Muy sabia y conocida, ahora yace como una piedra. Hermosa
Musa, que la tierra te sea leve.

¿Qué odioso dios me arrebató con maldad a mi sirena?


¿Quién me robó a mi ruiseñor que en una sola noche
súbitamente se fue fundiéndose con las frías gotas
del rocío? Estás muerta, Musa. Se marchitaron esos ojos tuyos
y tus labios dorados se callaron. Ya no te quedan restos de belleza
ni inteligencia. Váyanse ahora, ansiedades amargas que hacen sufrir
el ánimo. Los hombres carecen de esperanzas y el Destino
es totalmente incierto.

A PETRONIA MUSA
Mitilene, siglo II d. C. Dos dísticos elegíacos

Bajo el campo de Lesbos enterró Balbo a su perra,


su ayudante y compañera de viajes por el ancho mar,
y rogó que la tierra fuera liviana para la perrita
que yace debajo. La misma gracia que les das
a los hombres, dásela también a los animales.
De la Antología Palatina

Atribuido a Ánite, poeta arcadia del 300 a. C.

(Epitafio de un delfín al que las olas han arrojado muerto a la playa: en otro tiempo, el animal
veía su propia efigie en el espolón de una nave, que representaba también a un delfín.)

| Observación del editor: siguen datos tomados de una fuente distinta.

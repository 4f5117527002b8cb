//! Column allow-lists and value coercion.
//!
//! Every column name that ends up in SQL text comes from one of the enums
//! below, so identifiers are always compile-time constants. Runtime names
//! (from `find_by_column` or update filters) are looked up here and
//! rejected with `InvalidColumn` when unknown.

use chrono::{DateTime, Utc};
use sqlx::types::Json;
use std::collections::BTreeMap;
use uuid::Uuid;

use payments_types::{ColumnValue, Filter, RepoError};

/// Storage type of a column, used to coerce filter values.
#[derive(Debug, Clone, Copy, PartialEq, Eq)]
pub enum ColumnKind {
    Uuid,
    Text,
    Int,
    Bool,
    Timestamp,
    /// Stored but never filterable.
    Json,
}

/// A value ready to be bound to a statement.
#[derive(Debug, Clone)]
pub enum SqlValue {
    Uuid(Uuid),
    Text(String),
    Int(i64),
    Bool(bool),
    Timestamp(DateTime<Utc>),
    Json(Json<BTreeMap<String, String>>),
}

/// Comparison used in a WHERE clause.
#[derive(Debug, Clone, Copy, PartialEq, Eq)]
pub enum Op {
    Eq,
    AtOrAfter,
}

impl Op {
    pub fn as_sql(self) -> &'static str {
        match self {
            Op::Eq => " = ",
            Op::AtOrAfter => " >= ",
        }
    }
}

/// One `column <op> value` term of a WHERE clause.
#[derive(Debug, Clone)]
pub struct Condition<C> {
    pub column: C,
    pub op: Op,
    pub value: SqlValue,
}

impl<C> Condition<C> {
    pub fn eq(column: C, value: SqlValue) -> Self {
        Self {
            column,
            op: Op::Eq,
            value,
        }
    }
}

/// A table's closed set of columns.
pub trait Column: Copy + Send + Sync + 'static {
    const TABLE: &'static str;
    const ALL: &'static [Self];
    const ID: Self;
    const STATUS: Self;
    const CREATED_AT: Self;
    const UPDATED_AT: Self;

    fn as_str(self) -> &'static str;

    fn kind(self) -> ColumnKind;

    /// Resolves a runtime column name against the allow-list.
    fn parse(name: &str) -> Result<Self, RepoError> {
        Self::ALL
            .iter()
            .copied()
            .find(|c| c.as_str() == name)
            .ok_or_else(|| RepoError::InvalidColumn(name.to_string()))
    }

    /// Comma-separated column list for SELECT statements.
    fn select_list() -> String {
        Self::ALL
            .iter()
            .map(|c| c.as_str())
            .collect::<Vec<_>>()
            .join(", ")
    }

    /// Validates a caller filter and coerces its value to the column type.
    fn condition(filter: &Filter) -> Result<Condition<Self>, RepoError> {
        let column = Self::parse(&filter.column)?;
        let value = coerce(column.as_str(), column.kind(), &filter.value)?;
        Ok(Condition::eq(column, value))
    }
}

fn coerce(name: &str, kind: ColumnKind, value: &ColumnValue) -> Result<SqlValue, RepoError> {
    let invalid = |reason: &str| RepoError::InvalidValue {
        column: name.to_string(),
        reason: reason.to_string(),
    };

    match (kind, value) {
        (ColumnKind::Uuid, ColumnValue::Text(s)) => Uuid::parse_str(s.trim())
            .map(SqlValue::Uuid)
            .map_err(|_| invalid("expected a UUID")),
        (ColumnKind::Text, ColumnValue::Text(s)) => Ok(SqlValue::Text(s.clone())),
        (ColumnKind::Int, ColumnValue::Int(i)) => Ok(SqlValue::Int(*i)),
        (ColumnKind::Int, ColumnValue::Text(s)) => s
            .trim()
            .parse()
            .map(SqlValue::Int)
            .map_err(|_| invalid("expected an integer")),
        (ColumnKind::Bool, ColumnValue::Bool(b)) => Ok(SqlValue::Bool(*b)),
        (ColumnKind::Bool, ColumnValue::Text(s)) => s
            .trim()
            .parse()
            .map(SqlValue::Bool)
            .map_err(|_| invalid("expected true or false")),
        (ColumnKind::Timestamp, ColumnValue::Timestamp(t)) => Ok(SqlValue::Timestamp(*t)),
        (ColumnKind::Timestamp, ColumnValue::Text(s)) => DateTime::parse_from_rfc3339(s.trim())
            .map(|t| SqlValue::Timestamp(t.with_timezone(&Utc)))
            .map_err(|_| invalid("expected an RFC 3339 timestamp")),
        (ColumnKind::Json, _) => Err(invalid("column cannot be filtered")),
        _ => Err(invalid("value type does not match column")),
    }
}

// ─────────────────────────────────────────────────────────────────────────────
// transactions
// ─────────────────────────────────────────────────────────────────────────────

#[derive(Debug, Clone, Copy, PartialEq, Eq)]
pub enum TransactionColumn {
    Id,
    InternalReference,
    Amount,
    Currency,
    PaymentIntentId,
    TxStatus,
    CustomerId,
    PaymentMethodId,
    PaymentMethodType,
    PaymentMethodStatus,
    SavePaymentMethod,
    CreatedAt,
    UpdatedAt,
    Metadata,
}

impl Column for TransactionColumn {
    const TABLE: &'static str = "transactions";
    const ALL: &'static [Self] = &[
        Self::Id,
        Self::InternalReference,
        Self::Amount,
        Self::Currency,
        Self::PaymentIntentId,
        Self::TxStatus,
        Self::CustomerId,
        Self::PaymentMethodId,
        Self::PaymentMethodType,
        Self::PaymentMethodStatus,
        Self::SavePaymentMethod,
        Self::CreatedAt,
        Self::UpdatedAt,
        Self::Metadata,
    ];
    const ID: Self = Self::Id;
    const STATUS: Self = Self::TxStatus;
    const CREATED_AT: Self = Self::CreatedAt;
    const UPDATED_AT: Self = Self::UpdatedAt;

    fn as_str(self) -> &'static str {
        match self {
            Self::Id => "id",
            Self::InternalReference => "internal_reference",
            Self::Amount => "amount",
            Self::Currency => "currency",
            Self::PaymentIntentId => "payment_intent_id",
            Self::TxStatus => "tx_status",
            Self::CustomerId => "customer_id",
            Self::PaymentMethodId => "payment_method_id",
            Self::PaymentMethodType => "payment_method_type",
            Self::PaymentMethodStatus => "payment_method_status",
            Self::SavePaymentMethod => "save_payment_method",
            Self::CreatedAt => "created_at",
            Self::UpdatedAt => "updated_at",
            Self::Metadata => "metadata",
        }
    }

    fn kind(self) -> ColumnKind {
        match self {
            Self::Id => ColumnKind::Uuid,
            Self::Amount => ColumnKind::Int,
            Self::SavePaymentMethod => ColumnKind::Bool,
            Self::CreatedAt | Self::UpdatedAt => ColumnKind::Timestamp,
            Self::Metadata => ColumnKind::Json,
            _ => ColumnKind::Text,
        }
    }
}

// ─────────────────────────────────────────────────────────────────────────────
// payment_methods
// ─────────────────────────────────────────────────────────────────────────────

#[derive(Debug, Clone, Copy, PartialEq, Eq)]
pub enum PaymentMethodColumn {
    CustomerId,
    PaymentMethodId,
    Provider,
    MethodType,
    Status,
    CreatedAt,
    UpdatedAt,
}

impl Column for PaymentMethodColumn {
    const TABLE: &'static str = "payment_methods";
    const ALL: &'static [Self] = &[
        Self::CustomerId,
        Self::PaymentMethodId,
        Self::Provider,
        Self::MethodType,
        Self::Status,
        Self::CreatedAt,
        Self::UpdatedAt,
    ];
    const ID: Self = Self::PaymentMethodId;
    const STATUS: Self = Self::Status;
    const CREATED_AT: Self = Self::CreatedAt;
    const UPDATED_AT: Self = Self::UpdatedAt;

    fn as_str(self) -> &'static str {
        match self {
            Self::CustomerId => "customer_id",
            Self::PaymentMethodId => "payment_method_id",
            Self::Provider => "pm_provider",
            Self::MethodType => "method_type",
            Self::Status => "pm_status",
            Self::CreatedAt => "created_at",
            Self::UpdatedAt => "updated_at",
        }
    }

    fn kind(self) -> ColumnKind {
        match self {
            Self::CreatedAt | Self::UpdatedAt => ColumnKind::Timestamp,
            _ => ColumnKind::Text,
        }
    }
}

#[cfg(test)]
mod tests {
    use super::*;

    #[test]
    fn test_known_columns_resolve() {
        assert_eq!(
            TransactionColumn::parse("tx_status").unwrap(),
            TransactionColumn::TxStatus
        );
        assert_eq!(
            PaymentMethodColumn::parse("customer_id").unwrap(),
            PaymentMethodColumn::CustomerId
        );
    }

    #[test]
    fn test_injected_names_rejected() {
        for name in [
            "id; DROP TABLE transactions",
            "tx_status = 'x' OR 1=1 --",
            "\"id\"",
            "ID",
            "status",
            "",
        ] {
            assert!(matches!(
                TransactionColumn::parse(name),
                Err(RepoError::InvalidColumn(_))
            ));
        }
    }

    #[test]
    fn test_payment_method_table_has_no_intent_column() {
        assert!(matches!(
            PaymentMethodColumn::parse("payment_intent_id"),
            Err(RepoError::InvalidColumn(_))
        ));
    }

    #[test]
    fn test_id_filter_must_be_uuid() {
        let err = TransactionColumn::condition(&Filter::eq("id", "not-a-uuid")).unwrap_err();
        assert!(matches!(err, RepoError::InvalidValue { .. }));

        let id = Uuid::new_v4();
        let cond = TransactionColumn::condition(&Filter::eq("id", id.to_string())).unwrap();
        assert!(matches!(cond.value, SqlValue::Uuid(v) if v == id));
    }

    #[test]
    fn test_text_values_coerced_to_column_type() {
        let cond = TransactionColumn::condition(&Filter::eq("amount", "1000")).unwrap();
        assert!(matches!(cond.value, SqlValue::Int(1000)));

        let cond = TransactionColumn::condition(&Filter::eq("save_payment_method", "true")).unwrap();
        assert!(matches!(cond.value, SqlValue::Bool(true)));

        assert!(TransactionColumn::condition(&Filter::eq("customer_id", 7i64)).is_err());
    }

    #[test]
    fn test_metadata_not_filterable() {
        assert!(matches!(
            TransactionColumn::condition(&Filter::eq("metadata", "{}")),
            Err(RepoError::InvalidValue { .. })
        ));
    }

    #[test]
    fn test_select_list_matches_allow_list() {
        assert_eq!(
            PaymentMethodColumn::select_list(),
            "customer_id, payment_method_id, pm_provider, method_type, pm_status, created_at, updated_at"
        );
    }
}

Ya no puedo sacar fanfarrón mi cabeza emergiendo


del fondo del mar surcado por barcos;
no daré resoplidos, alegre por ver mi figura
cerca de los bellos labios de la nave.
La purpúrea marea del ponto me trajo a la costa
y aquí estoy en esta suave playa tendido.
De Perses, poeta tebano, siglo III a. C.

Inscripción para un cenotafio.

No previste, Teótimo, la puesta fatal del lluvioso


Arturo y te lanzaste a un tremendo viaje
y al surcar el Egeo en tu barco potente
con tus compañeros al Hades te condujo.
Aristódice y Éupolis, padres que te dieron vida,
llorando abrazan, ¡ay!, tu sepulcro vacío.
De Leónidas de Tarante, siglo III o II a. C.

Epigrama que pertenece a una serie sobre el famoso misántropo Timón de Atenas.

No me saludes ni preguntes quién soy ni de quiénes


provengo, más bien pasa de largo por mi estela
o, si no, a tu destino ojalá que no llegues; e incluso
si guardas silencio, que no llegues tampoco.